impl AppConfig {
    /// Creates a new configuration with default values.
    pub fn new() -> Self {
        Self::default()
    }

    /// Creates configuration from environment variables.
    ///
    /// # Environment Variables
    ///
    /// - `TUNEFORGE_API_URL`: Record store base URL (required)
    /// - `TUNEFORGE_REDIS_URL`: Redis URL (default: redis://127.0.0.1:6379)
    /// - `TUNEFORGE_DATA_ROOT`: Shared data root (default: ./data)
    /// - `TUNEFORGE_ASSETS_DIR`: Deployment assets (default: ./assets/deployment)
    /// - `TUNEFORGE_TRAINING_LAUNCHER`: Training launcher (default: ./scripts/train.sh)
    /// - `TUNEFORGE_MODEL_DOWNLOADER`: Hub download command (default: huggingface-cli)
    /// - `TUNEFORGE_LLM_BASE_URL`: Generation endpoint (default: http://localhost:4000)
    /// - `TUNEFORGE_LLM_API_KEY`: Generation endpoint token (optional)
    /// - `TUNEFORGE_LLM_MODEL`: Generation model (default: mistral-7b-instruct)
    /// - `TUNEFORGE_LLM_TEMPERATURE`: Sampling temperature (default: 0.7)
    /// - `TUNEFORGE_LLM_MAX_TOKENS`: Completion budget (default: 2048)
    /// - `TUNEFORGE_SERVING_IMAGE`: Serving image (default: tuneforge.serving)
    /// - `TUNEFORGE_SERVING_IMAGE_TAG`: Image tag (default: latest)
    /// - `TUNEFORGE_CONTAINER_PREFIX`: Container name prefix (default: tuneforge.serving-)
    /// - `TUNEFORGE_DOCKER_NETWORK`: Container network (default: tuneforge-network)
    /// - `TUNEFORGE_DOCKER_VOLUME`: Data volume spec (default: tuneforge-data-cache:/llm-data)
    /// - `RENDER_GROUP_ID`: Host render group id (optional)
    /// - `TUNEFORGE_TRAINING_STORAGE_FLOOR_GB`: Disk floor for dispatch (default: 60)
    /// - `TUNEFORGE_TRAINING_RESERVE_GB`: RAM reserve for training (default: 50)
    /// - `TUNEFORGE_SERVING_MEMORY_GB`: RAM per serving container (default: 6)
    /// - `TUNEFORGE_WORKERS_PER_QUEUE`: Workers per queue (default: 1)
    /// - `TUNEFORGE_DEQUEUE_TIMEOUT_SECS`: Dequeue block time (default: 5)
    /// - `TUNEFORGE_REVOCATION_POLL_SECS`: Revocation poll interval (default: 10)
    ///
    /// # Errors
    ///
    /// Returns `ConfigError` if required variables are missing or have invalid values.
    pub fn from_env() -> Result<Self, ConfigError> {
        let mut config = Self::default();

        // Endpoints - the record store URL is required
        config.api_url = std::env::var("TUNEFORGE_API_URL")
            .map_err(|_| ConfigError::MissingEnvVar("TUNEFORGE_API_URL".to_string()))?;

        if let Ok(val) = std::env::var("TUNEFORGE_REDIS_URL") {
            config.redis_url = val;
        }

        // Layout
        if let Ok(val) = std::env::var("TUNEFORGE_DATA_ROOT") {
            config.data_root = PathBuf::from(val);
        }

        if let Ok(val) = std::env::var("TUNEFORGE_ASSETS_DIR") {
            config.assets_dir = PathBuf::from(val);
        }

        if let Ok(val) = std::env::var("TUNEFORGE_TRAINING_LAUNCHER") {
            config.training_launcher = PathBuf::from(val);
        }

        if let Ok(val) = std::env::var("TUNEFORGE_MODEL_DOWNLOADER") {
            config.model_downloader = PathBuf::from(val);
        }

        // LLM
        if let Ok(val) = std::env::var("TUNEFORGE_LLM_BASE_URL") {
            config.llm_base_url = val;
        }

        if let Ok(val) = std::env::var("TUNEFORGE_LLM_API_KEY") {
            config.llm_api_key = Some(val);
        }

        if let Ok(val) = std::env::var("TUNEFORGE_LLM_MODEL") {
            config.llm_model = val;
        }

        if let Ok(val) = std::env::var("TUNEFORGE_LLM_TEMPERATURE") {
            config.llm_temperature = parse_env_value(&val, "TUNEFORGE_LLM_TEMPERATURE")?;
        }

        if let Ok(val) = std::env::var("TUNEFORGE_LLM_MAX_TOKENS") {
            config.llm_max_tokens = parse_env_value(&val, "TUNEFORGE_LLM_MAX_TOKENS")?;
        }

        // Serving
        if let Ok(val) = std::env::var("TUNEFORGE_SERVING_IMAGE") {
            config.serving_image = val;
        }

        if let Ok(val) = std::env::var("TUNEFORGE_SERVING_IMAGE_TAG") {
            config.serving_image_tag = val;
        }

        if let Ok(val) = std::env::var("TUNEFORGE_CONTAINER_PREFIX") {
            config.container_prefix = val;
        }

        if let Ok(val) = std::env::var("TUNEFORGE_DOCKER_NETWORK") {
            config.docker_network = val;
        }

        if let Ok(val) = std::env::var("TUNEFORGE_DOCKER_VOLUME") {
            config.docker_volume = val;
        }

        if let Ok(val) = std::env::var("RENDER_GROUP_ID") {
            config.render_group_id = Some(val);
        }

        // Resource floors
        if let Ok(val) = std::env::var("TUNEFORGE_TRAINING_STORAGE_FLOOR_GB") {
            config.training_storage_floor_gb =
                parse_env_value(&val, "TUNEFORGE_TRAINING_STORAGE_FLOOR_GB")?;
        }

        if let Ok(val) = std::env::var("TUNEFORGE_TRAINING_RESERVE_GB") {
            config.training_reserve_gb = parse_env_value(&val, "TUNEFORGE_TRAINING_RESERVE_GB")?;
        }

        if let Ok(val) = std::env::var("TUNEFORGE_SERVING_MEMORY_GB") {
            config.serving_memory_gb = parse_env_value(&val, "TUNEFORGE_SERVING_MEMORY_GB")?;
        }

        // Workers
        if let Ok(val) = std::env::var("TUNEFORGE_WORKERS_PER_QUEUE") {
            config.workers_per_queue = parse_env_value(&val, "TUNEFORGE_WORKERS_PER_QUEUE")?;
        }

        if let Ok(val) = std::env::var("TUNEFORGE_DEQUEUE_TIMEOUT_SECS") {
            let secs: u64 = parse_env_value(&val, "TUNEFORGE_DEQUEUE_TIMEOUT_SECS")?;
            config.dequeue_timeout = Duration::from_secs(secs);
        }

        if let Ok(val) = std::env::var("TUNEFORGE_REVOCATION_POLL_SECS") {
            let secs: u64 = parse_env_value(&val, "TUNEFORGE_REVOCATION_POLL_SECS")?;
            config.revocation_poll_interval = Duration::from_secs(secs);
        }

        config.validate()?;
        Ok(config)
    }

    /// Validates the configuration values.
    ///
    /// # Errors
    ///
    /// Returns `ConfigError::ValidationFailed` if any values are invalid.
    pub fn validate(&self) -> Result<(), ConfigError> {
        // Endpoint validation
        if self.api_url.is_empty() {
            return Err(ConfigError::ValidationFailed(
                "api_url cannot be empty".to_string(),
            ));
        }

        if self.redis_url.is_empty() {
            return Err(ConfigError::ValidationFailed(
                "redis_url cannot be empty".to_string(),
            ));
        }

        // LLM validation
        if self.llm_model.is_empty() {
            return Err(ConfigError::ValidationFailed(
                "llm_model cannot be empty".to_string(),
            ));
        }

        if !(0.0..=2.0).contains(&self.llm_temperature) {
            return Err(ConfigError::ValidationFailed(
                "llm_temperature must be between 0.0 and 2.0".to_string(),
            ));
        }

        if self.llm_max_tokens == 0 {
            return Err(ConfigError::ValidationFailed(
                "llm_max_tokens must be greater than 0".to_string(),
            ));
        }

        // Serving validation
        if self.serving_image.is_empty() {
            return Err(ConfigError::ValidationFailed(
                "serving_image cannot be empty".to_string(),
            ));
        }

        if self.serving_image_tag.is_empty() {
            return Err(ConfigError::ValidationFailed(
                "serving_image_tag cannot be empty".to_string(),
            ));
        }

        if self.container_prefix.is_empty() {
            return Err(ConfigError::ValidationFailed(
                "container_prefix cannot be empty".to_string(),
            ));
        }

        // Resource floor validation
        if self.training_storage_floor_gb == 0 {
            return Err(ConfigError::ValidationFailed(
                "training_storage_floor_gb must be greater than 0".to_string(),
            ));
        }

        if self.serving_memory_gb == 0 {
            return Err(ConfigError::ValidationFailed(
                "serving_memory_gb must be greater than 0".to_string(),
            ));
        }

        // Worker validation
        if self.workers_per_queue == 0 {
            return Err(ConfigError::ValidationFailed(
                "workers_per_queue must be greater than 0".to_string(),
            ));
        }

        if self.dequeue_timeout.as_secs() == 0 {
            return Err(ConfigError::ValidationFailed(
                "dequeue_timeout must be at least one second".to_string(),
            ));
        }

        if self.revocation_poll_interval.as_secs() == 0 {
            return Err(ConfigError::ValidationFailed(
                "revocation_poll_interval must be at least one second".to_string(),
            ));
        }

        Ok(())
    }

    /// Builder method to set the record store URL.
    pub fn with_api_url(mut self, url: impl Into<String>) -> Self {
        self.api_url = url.into();
        self
    }

    /// Builder method to set the Redis URL.
    pub fn with_redis_url(mut self, url: impl Into<String>) -> Self {
        self.redis_url = url.into();
        self
    }

    /// Builder method to set the data root.
    pub fn with_data_root(mut self, path: impl Into<PathBuf>) -> Self {
        self.data_root = path.into();
        self
    }

    /// Builder method to set the deployment assets directory.
    pub fn with_assets_dir(mut self, path: impl Into<PathBuf>) -> Self {
        self.assets_dir = path.into();
        self
    }

    /// Builder method to set the training launcher.
    pub fn with_training_launcher(mut self, path: impl Into<PathBuf>) -> Self {
        self.training_launcher = path.into();
        self
    }

    /// Builder method to set the hub download command.
    pub fn with_model_downloader(mut self, path: impl Into<PathBuf>) -> Self {
        self.model_downloader = path.into();
        self
    }

    /// Builder method to set the generation endpoint.
    pub fn with_llm_base_url(mut self, url: impl Into<String>) -> Self {
        self.llm_base_url = url.into();
        self
    }

    /// Builder method to set the generation API key.
    pub fn with_llm_api_key(mut self, key: impl Into<String>) -> Self {
        self.llm_api_key = Some(key.into());
        self
    }

    /// Builder method to set the generation model.
    pub fn with_llm_model(mut self, model: impl Into<String>) -> Self {
        self.llm_model = model.into();
        self
    }

    /// Builder method to set the sampling temperature.
    pub fn with_llm_temperature(mut self, temp: f64) -> Self {
        self.llm_temperature = temp;
        self
    }

    /// Builder method to set the completion budget.
    pub fn with_llm_max_tokens(mut self, tokens: u32) -> Self {
        self.llm_max_tokens = tokens;
        self
    }

    /// Builder method to set the serving image.
    pub fn with_serving_image(mut self, image: impl Into<String>) -> Self {
        self.serving_image = image.into();
        self
    }

    /// Builder method to set the serving image tag.
    pub fn with_serving_image_tag(mut self, tag: impl Into<String>) -> Self {
        self.serving_image_tag = tag.into();
        self
    }

    /// Builder method to set the container name prefix.
    pub fn with_container_prefix(mut self, prefix: impl Into<String>) -> Self {
        self.container_prefix = prefix.into();
        self
    }

    /// Builder method to set the container network.
    pub fn with_docker_network(mut self, network: impl Into<String>) -> Self {
        self.docker_network = network.into();
        self
    }

    /// Builder method to set the data volume spec.
    pub fn with_docker_volume(mut self, volume: impl Into<String>) -> Self {
        self.docker_volume = volume.into();
        self
    }

    /// Builder method to set the render group id.
    pub fn with_render_group_id(mut self, gid: impl Into<String>) -> Self {
        self.render_group_id = Some(gid.into());
        self
    }

    /// Builder method to set the dispatch storage floor.
    pub fn with_training_storage_floor_gb(mut self, gb: u64) -> Self {
        self.training_storage_floor_gb = gb;
        self
    }

    /// Builder method to set the training RAM reserve.
    pub fn with_training_reserve_gb(mut self, gb: u64) -> Self {
        self.training_reserve_gb = gb;
        self
    }

    /// Builder method to set the serving RAM floor.
    pub fn with_serving_memory_gb(mut self, gb: u64) -> Self {
        self.serving_memory_gb = gb;
        self
    }

    /// Builder method to set workers per queue.
    pub fn with_workers_per_queue(mut self, workers: usize) -> Self {
        self.workers_per_queue = workers;
        self
    }

    /// Builder method to set the dequeue block time.
    pub fn with_dequeue_timeout(mut self, timeout: Duration) -> Self {
        self.dequeue_timeout = timeout;
        self
    }

    /// Builder method to set the revocation poll interval.
    pub fn with_revocation_poll_interval(mut self, interval: Duration) -> Self {
        self.revocation_poll_interval = interval;
        self
    }

    /// Full serving image reference, `image:tag`.
    pub fn serving_image_ref(&self) -> String {
        format!("{}:{}", self.serving_image, self.serving_image_tag)
    }

    /// Deterministic container name for a model.
    pub fn container_name(&self, model_id: crate::task::ModelId) -> String {
        format!("{}{}", self.container_prefix, model_id)
    }
}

——————————

Task requirements>
From the records above, retype only the lines starting at the line that contains "config.validate()?;" and ending at the line that contains "pub fn validate(&self)", both included.

Output below>
        config.validate()?;
        Ok(config)
    }

    /// Validates the configuration values.
    ///
    /// # Errors
    ///
    /// Returns `ConfigError::ValidationFailed` if any values are invalid.
    pub fn validate(&self) -> Result<(), ConfigError> {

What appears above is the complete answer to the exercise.